RADIO(S) BAXTER 12 : La Traversière

L   A    T   R   A   V   E   R   S   I   E   R   E





LA MEMOIRE NEUVE 1995
Dominique A

 
C'est de cette cousine de La Fouine, que tout  est parti. Pierrick, dit Bouboule de 0 à 8 ans, et dit Le Boub de 8 ans à l'infini, avait un copain de classe que tout le monde appelait La Fouine. C'était un type long et dégingandé (dont la voix était proche du cri du mustélidé), qui préférait le vélo au ballon rond, alors que Pierrick, lui, tapait dedans à pleins orteils. Malgré cette différence, la Fouine et Le Boub s'entendaient comme larrons en foire. Mais là où ça devient intéressant, c'est que La Fouine avait une cousine. Cette fille fut dans ma classe, jadis, à un stade de ma scolarité, où je n'avais pas encore l'obsession du redoublement. Ah ! cette fille avait tout simplement du génie. Et c'était surtout son oreille qui était géniale. Elle avait un don imbattable pour dénicher les meilleurs. A 14 ans, elle aurait pu déjà collaborer à Best, Rock and Folk et Paroles et Musiques, sans blague ! Tout ce qu'écoutait La Fouine provenait des recommendations de Nathalie P, son exceptionnelle cousine. Le Boub, forcément, était dépassé, lui qui ratissait faible avec NRJ ou le Top 50. Le temps passe. Le Boub et la Fouine grandissent et tout naturellement, prennent des chemins différents, Pierrick avec son sport étude de foot et La Fouine avec un vélo qu'il fait assembler sur mesure pour sa longue carcasse. Ils s'éloignent doucement l'un de l'autre, mais pas Nathalie, de son cher cousin. Un autre cadeau qu'elle lui fait est ce disque : "La mémoire neuve" de Dominique A, que la Fouine a juste le temps de refiler au Boub avant de sortir de sa vie. 
Je ne le découvre que l'été suivant, grâce à Pierrick (qui a pris le relais de son copain), complètement conquis et transformé par cette découverte.
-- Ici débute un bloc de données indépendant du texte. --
//! Fortune's sweep over site and circle events.
//!
//! The sweep line moves from small to large y. The beachline is an [`RbTree`] of arcs
//! ordered left to right; pending circle events live in a second tree ordered by
//! `(y, x)`, with `first_circle_event` caching its head.

use crate::bounds::BoundingBox;
use crate::cell::{close_cells, SweepCell};
use crate::clip::clip_edges;
use crate::diagram::Diagram;
use crate::edge::{SweepEdge, SweepHalfedge};
use crate::error::{Result, VoronoiError};
use crate::geometry::{Point, Site, CIRCLE_EVENT_TOLERANCE, EPSILON};
use crate::tree::{NodeId, RbTree};
use std::collections::VecDeque;
use tracing::{debug, trace};

/// A visible parabola segment on the beachline.
#[derive(Clone, Debug)]
struct BeachArc {
    site: Site,
    /// Edge traced by the breakpoint on this arc's left.
    edge: Option<usize>,
    circle_event: Option<NodeId>,
}

/// Predicted collapse of `arc`: its neighbors' breakpoints meet at `(x, ycenter)`
/// when the sweep line reaches `y`, the bottom of their circumcircle.
#[derive(Clone, Debug)]
struct CircleEvent {
    arc: NodeId,
    site: Site,
    x: f64,
    y: f64,
    ycenter: f64,
}

/// State of one diagram computation.
///
/// An engine is consumed by [`SweepEngine::compute`]; run independent engines to build
/// several diagrams concurrently.
#[derive(Default)]
pub struct SweepEngine {
    beachline: RbTree<BeachArc>,
    circle_events: RbTree<CircleEvent>,
    first_circle_event: Option<NodeId>,
    edges: Vec<SweepEdge>,
    cells: Vec<SweepCell>,
}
Et il ne perd pas son temps, puisqu'il profite du passage de l'artiste dans la région pour aller l'entendre successivement au Bateau Ivre, à Tours, puis au Minotaure, à Vendôme. J'achèterai l'album à Châtellerault et nous l'écouterons, Jean Esquirol et moi, ou plutôt, je l'imposerai à mon compagnon de la Route d'automne, lors d'écoutes quotidiennes, dont je ne sais par quel mystère, il ne se lassera jamais. 
                                                                            
Les Prunières à Lurais, 35 hectares de noyers
 plantés par Henri et Geneviève Cappendick
  


Lorsque nous rentrions d'une journée de labeur, à Angles sur l'Anglin (Vienne) sous les noyers des Prunières, à Lurais (Indre), le premier geste qui me venait était de faire jouer le lecteur de CD, dans lequel "La mémoire neuve" était incérée pour toujours. Janeck s'était tellement entiché du titre " Hear no more, Dear no more" (une courte chanson à deux voix, dont celle, très lumineuse, de Françoise Breut), qu'il ne tardait jamais à y associer la sienne, l'augmentant, très justement d'ailleurs, d'une nouvelle tessiture. Ainsi, à cette époque, la joie régnait dans cette bicoque de la rue Traversière (blottie entre la boulangerie et l'hôtel restaurant du village) que Jean, dit Janeck, avait baptisé : La maison du sommeil, en raison de son goût immodéré pour des siestes sybaritiques, qui l'emmenait, quelque fois, jusqu'à Katmandou. Ainsicet album était devenu, en quelque sorte, un antidote à notre fatigue et à notre abattement aussi parfois, lorsque survenaient les soudaines bourrasques ainsi que les premières pluies annonçant la fin de la longue route d'Automne et le départ inévitable de Jean pour son Ariège natal. Jusqu'à l'automne suivant,  tant désiré.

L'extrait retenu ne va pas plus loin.